About That Waist

What do you do when you’re middle-aged, your weight has crept up and continues to do so, you’re a student or office worker who spends much of her time sitting at a computer, your husband is an enabler, and you’re basically a food slut who can’t say no?

I am fucking fat. I’m just being real, here.  I’m not fat like the 1980’s Ricki Lake of John Waters films or that woman who can’t leave her bed.  I don’t aim to fat shame anyone, but being overweight or obese is unhealthy. All of these pop songs out these days say, “Don’t want none unless you got buns, hun!” or “Don’t worry about your size!”

Great. I may be at risk for heart disease and diabetes, but it’s okay “cuz boys like a little more booty to hold at night!”

I don’t necessarily look too fat, but I squeeze as much of my gut as I can into my jeans and cover the rest with a loose shirt. Problem is, now I’m busting out of my some of my shirts, too. Not with my bust, though. I can grab a good hunk of flab in my midsection.

Here’s the thing. Whatever.  I couldn’t care less really.  My gut fat is accentuated by my lack of muscle left in that area from having had three c-sections.  It’s kind of a badge of honor of sorts, like stretch marks.  That would be fine and dandy except for three things. My BMI puts me at overweight and damn close to obese, I was prescribed blood pressure medication, and my paternal grandmother had diabetes and several strokes before she died.  Oh, four things – my father had a heart attack at a pretty young age.

I don’t want to need medication to live. All of you Meghan Trainor worshippers out there, it’s great that you feel confident at any size, but be careful. Size does matter when it comes to health.

My husband is great. He likes to cook big breakfasts, he always offers to get me chips when he goes to the store, he brings me a bowl of ice cream out of the blue and refills my coffee for me. These things don’t just happen as a treat, though. They get to be a daily habit until I finally say, “Stop! Please.  I can’t eat like this. I’m getting fat.”

And indeed, when I download the MyFitnessPal app and track my intake for a week, it does confirm that if I continue eating the amount of calories I eat, I will weigh three more pounds five weeks from now (then another three pounds, etc…)

My husband has a belly. He eats well. But he’s also on his feet all day and rides his bicycle a lot. However, he is on blood pressure medication, too.  His cholesterol hasn’t crossed the line into the high range yet, but I don’t like the fact that his doctor told him his level is fine, his diet is fine with his amount of activity, and we’ll just watch it. Watch it go up until he finally needs cholesterol meds?

Uh, no, that’s not a good plan. Do doctors just not bother to tell their patients what they need to do for good health because patients don’t listen anyway? Because they get kick backs for prescribing meds? What?  It sure would’ve helped to have the doc on my side when I say we eat in an unhealthy way and really need to change.

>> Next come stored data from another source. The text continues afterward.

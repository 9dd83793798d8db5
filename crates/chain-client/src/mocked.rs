// Copyright 2022 Webb Technologies Inc.
//
// Licensed under the Apache License, Version 2.0 (the "License");
// you may not use this file except in compliance with the License.
// You may obtain a copy of the License at
//
// http://www.apache.org/licenses/LICENSE-2.0
//
// Unless required by applicable law or agreed to in writing, software
// distributed under the License is distributed on an "AS IS" BASIS,
// WITHOUT WARRANTIES OR CONDITIONS OF ANY KIND, either express or implied.
// See the License for the specific language governing permissions and
// limitations under the License.

use std::collections::{HashMap, HashSet};
use std::time::Duration;

use confession_relayer_utils::{Error, Result};
use ethers::types::{Address, H256, U256};
use parking_lot::Mutex;

use crate::{ChainClient, PaymentStatus, PaymentTransaction, ReceiptOutcome};

/// What the next relayer transaction does once sent.
#[derive(Debug, Clone, Copy, PartialEq, Eq, Default)]
pub enum MockedReceipt {
    /// Mined successfully.
    #[default]
    Confirm,
    /// Mined and reverted.
    Revert,
    /// Never mined within the timeout.
    Timeout,
}

/// A relayer transaction recorded by [`MockedChainClient`].
#[derive(Debug, Clone, PartialEq, Eq)]
pub struct SentAnchor {
    /// Relayer transaction hash.
    pub tx_hash: H256,
    /// The anchored content hash.
    pub content_hash: H256,
    /// Value paid to the contract.
    pub value: U256,
}

#[derive(Debug)]
struct MockState {
    fee: Option<U256>,
    balance: Option<U256>,
    rpc_down: bool,
    fail_sends: bool,
    receipt: MockedReceipt,
    payments: HashMap<H256, PaymentTransaction>,
    anchored: HashSet<H256>,
    sent: Vec<SentAnchor>,
    outcomes: HashMap<H256, MockedReceipt>,
}

/// A programmable in-process chain.
///
/// Fee and balance reads fail while set to `None`; every other read fails
/// while [`set_rpc_down`](Self::set_rpc_down) is on.
#[derive(Debug)]
pub struct MockedChainClient {
    relayer_address: Address,
    contract_address: Address,
    chain_id: u64,
    send_delay: Duration,
    state: Mutex<MockState>,
}

impl MockedChainClient {
    /// A chain with the given relayer wallet, a 0.001 ether fee and a 1 ether balance.
    pub fn new(relayer_address: Address) -> Self {
        Self {
            relayer_address,
            contract_address: Address::random(),
            chain_id: 31337,
            send_delay: Duration::ZERO,
            state: Mutex::new(MockState {
                fee: Some(U256::exp10(15)),
                balance: Some(U256::exp10(18)),
                rpc_down: false,
                fail_sends: false,
                receipt: MockedReceipt::Confirm,
                payments: HashMap::new(),
                anchored: HashSet::new(),
                sent: Vec::new(),
                outcomes: HashMap::new(),
            }),
        }
    }

    /// Delays every `send_anchor`, to widen race windows in tests.
    pub fn with_send_delay(mut self, delay: Duration) -> Self {
        self.send_delay = delay;
        self
    }

    /// Sets the contract fee; `None` makes fee reads fail.
    pub fn set_fee(&self, fee: Option<U256>) {
        self.state.lock().fee = fee;
    }

    /// Sets the relayer balance; `None` makes balance reads fail.
    pub fn set_balance(&self, balance: Option<U256>) {
        self.state.lock().balance = balance;
    }

    /// Makes transaction lookups fail.
    pub fn set_rpc_down(&self, down: bool) {
        self.state.lock().rpc_down = down;
    }

    /// Makes `send_anchor` fail with a node error.
    pub fn set_fail_sends(&self, fail: bool) {
        self.state.lock().fail_sends = fail;
    }

    /// Outcome of relayer transactions sent from now on.
    pub fn set_receipt(&self, receipt: MockedReceipt) {
        self.state.lock().receipt = receipt;
    }

    /// Registers a payment transaction.
    pub fn add_payment(&self, tx: PaymentTransaction) {
        self.state.lock().payments.insert(tx.hash, tx);
    }

    /// Registers a mined, successful payment of `value` to `to`, returning its hash.
    pub fn add_confirmed_payment(&self, to: Address, value: U256) -> H256 {
        let hash = H256::random();
        self.add_payment(PaymentTransaction {
            hash,
            from: Address::random(),
            to: Some(to),
            value,
            status: PaymentStatus::Success,
        });
        hash
    }

    /// Marks `content_hash` as stored by the contract.
    pub fn mark_anchored(&self, content_hash: H256) {
        self.state.lock().anchored.insert(content_hash);
    }

    /// Every relayer transaction sent so far.
    pub fn sent_anchors(&self) -> Vec<SentAnchor> {
        self.state.lock().sent.clone()
    }
}

#[async_trait::async_trait]
impl ChainClient for MockedChainClient {
    fn relayer_address(&self) -> Address {
        self.relayer_address
    }

    fn contract_address(&self) -> Address {
        self.contract_address
    }

    fn chain_id(&self) -> u64 {
        self.chain_id
    }

    async fn required_fee(&self) -> Result<U256> {
        self.state
            .lock()
            .fee
            .ok_or(Error::Generic("mocked fee read failure"))
    }

    async fn is_anchored(&self, content_hash: H256) -> Result<bool> {
        let state = self.state.lock();
        if state.rpc_down {
            return Err(Error::Generic("mocked rpc is down"));
        }
        Ok(state.anchored.contains(&content_hash))
    }

    async fn balance(&self, address: Address) -> Result<U256> {
        let state = self.state.lock();
        if address != self.relayer_address {
            return Ok(U256::zero());
        }
        state
            .balance
            .ok_or(Error::Generic("mocked balance read failure"))
    }

    async fn payment_transaction(
        &self,
        hash: H256,
    ) -> Result<Option<PaymentTransaction>> {
        let state = self.state.lock();
        if state.rpc_down {
            return Err(Error::Generic("mocked rpc is down"));
        }
        Ok(state.payments.get(&hash).cloned())
    }

    async fn send_anchor(&self, content_hash: H256, value: U256) -> Result<H256> {
        if !self.send_delay.is_zero() {
            tokio::time::sleep(self.send_delay).await;
        }
        let mut state = self.state.lock();
        if state.fail_sends {
            return Err(Error::Generic("mocked send failure"));
        }
        if state.anchored.contains(&content_hash) {
            return Err(Error::AlreadyAnchored);
        }
        let tx_hash = H256::random();
        let receipt = state.receipt;
        if receipt == MockedReceipt::Confirm {
            state.anchored.insert(content_hash);
        }
        state.outcomes.insert(tx_hash, receipt);
        state.sent.push(SentAnchor {
            tx_hash,
            content_hash,
            value,
        });
        Ok(tx_hash)
    }

    async fn wait_for_receipt(
        &self,
        tx_hash: H256,
        _timeout: Duration,
    ) -> Result<ReceiptOutcome> {
        let outcome = self.state.lock().outcomes.get(&tx_hash).copied();
        match outcome {
            Some(MockedReceipt::Confirm) => Ok(ReceiptOutcome::Confirmed {
                tx_hash,
                gas_used: Some(U256::from(45_000u64)),
                block_number: Some(1),
            }),
            Some(MockedReceipt::Revert) => {
                Ok(ReceiptOutcome::Reverted { tx_hash })
            }
            Some(MockedReceipt::Timeout) | None => Ok(ReceiptOutcome::TimedOut),
        }
    }
}

#[cfg(test)]
mod tests {
    use super::*;

    #[tokio::test]
    async fn duplicate_anchor_is_refused() {
        let chain = MockedChainClient::new(Address::random());
        let content = H256::random();
        let tx = chain.send_anchor(content, U256::one()).await.unwrap();
        assert!(matches!(
            chain.wait_for_receipt(tx, Duration::from_secs(1)).await.unwrap(),
            ReceiptOutcome::Confirmed { .. }
        ));
        assert!(chain.is_anchored(content).await.unwrap());
        assert!(matches!(
            chain.send_anchor(content, U256::one()).await,
            Err(Error::AlreadyAnchored)
        ));
    }

    #[tokio::test]
    async fn reverted_anchor_is_not_stored() {
        let chain = MockedChainClient::new(Address::random());
        chain.set_receipt(MockedReceipt::Revert);
        let content = H256::random();
        let tx = chain.send_anchor(content, U256::one()).await.unwrap();
        assert_eq!(
            chain.wait_for_receipt(tx, Duration::from_secs(1)).await.unwrap(),
            ReceiptOutcome::Reverted { tx_hash: tx }
        );
        assert!(!chain.is_anchored(content).await.unwrap());
    }

    #[tokio::test]
    async fn reads_can_be_broken() {
        let chain = MockedChainClient::new(Address::random());
        chain.set_fee(None);
        chain.set_rpc_down(true);
        assert!(chain.required_fee().await.is_err());
        assert!(chain.payment_transaction(H256::random()).await.is_err());
    }
}
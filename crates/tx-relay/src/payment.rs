// Copyright 2022 Webb Technologies Inc.
//
// Licensed under the Apache License, Version 2.0 (the "License");
// you may not use this file except in compliance with the License.
// You may obtain a copy of the License at
//
// http://www.apache.org/licenses/LICENSE-2.0
//
// Unless required by applicable law or agreed to in writing, software
// distributed under the License is distributed on an "AS IS" BASIS,
// WITHOUT WARRANTIES OR CONDITIONS OF ANY KIND, either express or implied.
// See the License for the specific language governing permissions and
// limitations under the License.

use confession_relayer_chain::{ChainClient, PaymentStatus, PaymentTransaction};
use confession_relayer_utils::probe;
use ethers::types::{Address, H256, U256};

use crate::submit::SubmissionError;

const BPS_DENOMINATOR: u64 = 10_000;

/// Whether `paid` covers `tolerance_bps` basis points of `fee`.
pub fn covers_fee(paid: U256, fee: U256, tolerance_bps: u32) -> bool {
    paid.saturating_mul(U256::from(BPS_DENOMINATOR))
        >= fee.saturating_mul(U256::from(tolerance_bps))
}

/// Checks that `hash` is a mined, successful transfer to `relayer` worth at
/// least `tolerance_bps` of `fee`.
///
/// Single-use is enforced separately by the payment claims.
#[tracing::instrument(skip(chain), fields(%hash))]
pub async fn verify_payment(
    chain: &dyn ChainClient,
    hash: H256,
    relayer: Address,
    fee: U256,
    tolerance_bps: u32,
) -> Result<PaymentTransaction, SubmissionError> {
    let tx = chain
        .payment_transaction(hash)
        .await
        .map_err(|e| {
            tracing::error!(error = %e, "Failed to look up payment transaction");
            SubmissionError::PaymentLookup
        })?
        .ok_or(SubmissionError::PaymentNotFound)?;

    match tx.status {
        PaymentStatus::Pending => return Err(SubmissionError::PaymentPending),
        PaymentStatus::Reverted => return Err(SubmissionError::PaymentReverted),
        PaymentStatus::Success => {}
    }

    // H160 equality is byte-wise, so checksum casing never matters.
    if tx.to != Some(relayer) {
        return Err(SubmissionError::WrongRecipient {
            expected: relayer,
            received: tx.to,
        });
    }

    if !covers_fee(tx.value, fee, tolerance_bps) {
        return Err(SubmissionError::InsufficientPayment {
            required: fee,
            received: tx.value,
        });
    }

    tracing::event!(
        target: probe::TARGET,
        tracing::Level::DEBUG,
        kind = %probe::Kind::PaymentVerify,
        verified = true,
        payment = %hash,
        value = %tx.value,
    );
    Ok(tx)
}

#[cfg(test)]
mod tests {
    use super::*;
    use confession_relayer_chain::MockedChainClient;
    use ethers::utils::parse_ether;

    const BPS: u32 = 9_000;

    fn relayer() -> Address {
        Address::repeat_byte(0x42)
    }

    #[test]
    fn tolerance_band() {
        let fee = U256::from(1_000u64);
        assert!(covers_fee(U256::from(900u64), fee, BPS));
        assert!(!covers_fee(U256::from(899u64), fee, BPS));
        assert!(covers_fee(U256::from(2_000u64), fee, BPS));
        assert!(covers_fee(U256::zero(), U256::zero(), BPS));
    }

    #[tokio::test]
    async fn accepts_confirmed_payment_within_tolerance() {
        let chain = MockedChainClient::new(relayer());
        let fee = parse_ether("0.001").unwrap();
        let hash = chain.add_confirmed_payment(relayer(), fee * 9 / 10);
        let tx = verify_payment(&chain, hash, relayer(), fee, BPS).await.unwrap();
        assert_eq!(tx.hash, hash);
    }

    #[tokio::test]
    async fn refuses_unknown_pending_and_reverted() {
        let chain = MockedChainClient::new(relayer());
        let fee = U256::from(100u64);
        let unknown = H256::repeat_byte(9);
        assert_eq!(
            verify_payment(&chain, unknown, relayer(), fee, BPS).await.unwrap_err(),
            SubmissionError::PaymentNotFound
        );

        for (byte, status, expected) in [
            (1u8, PaymentStatus::Pending, SubmissionError::PaymentPending),
            (2u8, PaymentStatus::Reverted, SubmissionError::PaymentReverted),
        ] {
            let hash = H256::repeat_byte(byte);
            chain.add_payment(PaymentTransaction {
                hash,
                from: Address::repeat_byte(1),
                to: Some(relayer()),
                value: fee,
                status,
            });
            assert_eq!(
                verify_payment(&chain, hash, relayer(), fee, BPS).await.unwrap_err(),
                expected
            );
        }
    }

    #[tokio::test]
    async fn names_expected_and_received_recipient() {
        let chain = MockedChainClient::new(relayer());
        let elsewhere = Address::repeat_byte(0x07);
        let hash = chain.add_confirmed_payment(elsewhere, U256::from(100u64));
        assert_eq!(
            verify_payment(&chain, hash, relayer(), U256::from(100u64), BPS)
                .await
                .unwrap_err(),
            SubmissionError::WrongRecipient {
                expected: relayer(),
                received: Some(elsewhere),
            }
        );
    }

    #[tokio::test]
    async fn underpayment_reports_amounts() {
        let chain = MockedChainClient::new(relayer());
        let hash = chain.add_confirmed_payment(relayer(), U256::from(50u64));
        assert_eq!(
            verify_payment(&chain, hash, relayer(), U256::from(100u64), BPS)
                .await
                .unwrap_err(),
            SubmissionError::InsufficientPayment {
                required: U256::from(100u64),
                received: U256::from(50u64),
            }
        );
    }

    #[tokio::test]
    async fn rpc_failure_is_an_upstream_error() {
        let chain = MockedChainClient::new(relayer());
        let hash = chain.add_confirmed_payment(relayer(), U256::from(100u64));
        chain.set_rpc_down(true);
        assert_eq!(
            verify_payment(&chain, hash, relayer(), U256::from(100u64), BPS)
                .await
                .unwrap_err(),
            SubmissionError::PaymentLookup
        );
    }
}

It would be nice if instead of enabling each other in chips and ice cream, we could enable each other in oatmeal and fruit. I know that’s shooting high. My husband does not want to learn anyway. When I’ve tried to point out why we don’t need cereal AND toast, or homefries, toast, AND pancakes with eggs and bacon, he can’t comprehend the idea of too many carbs or all of that grease and just gets annoyed that I’ve picked on him once again.

And I can’t say no. I’ve tried, I have for a few days, but then go right back to giving in.

We need to be around.  My daughter has an actual congenital heart condition and we need to keep her healthy. We don’t make her eat all of the things we eat, with the exception of breakfast sometimes. She eats quite a healthy diet.

But my husband and I need to be around for her for as long as possible. She will always need direct one on one care.  Who will take care of her when we both have heart attacks and die?  As it is, it’s stressful to think about all of the what if scenarios where she’s involved. If we can, shouldn’t we do all we can to remove the one ‘what if’ that’s fairly easy to remove?

This post has gone all over the place but I just needed to get that all out. I don’t know if I’ll write a whole resolution list or not. Some years I do, some years I don’t. To me, it’s an inventory of my life, where I am, where I want to be, what I want to do, what I need to change. Goals, wants and needs for the coming year.

If nothing else, this one thing will be on my list.  I will reduce the number of calories I take in and see the weight in that app message (“If you continue to eat this number of calories, your weight will be *blank* in five weeks.”) get smaller and smaller.

Not because I’m not confident enough in my skin and have a hang-up about my muffin top, but because I don’t want to need medication and because I want to be here a long time for my kids, and would like to have some kind of life when Sarah’s older and situated with services that allow us to get out and do the things we can’t do right now.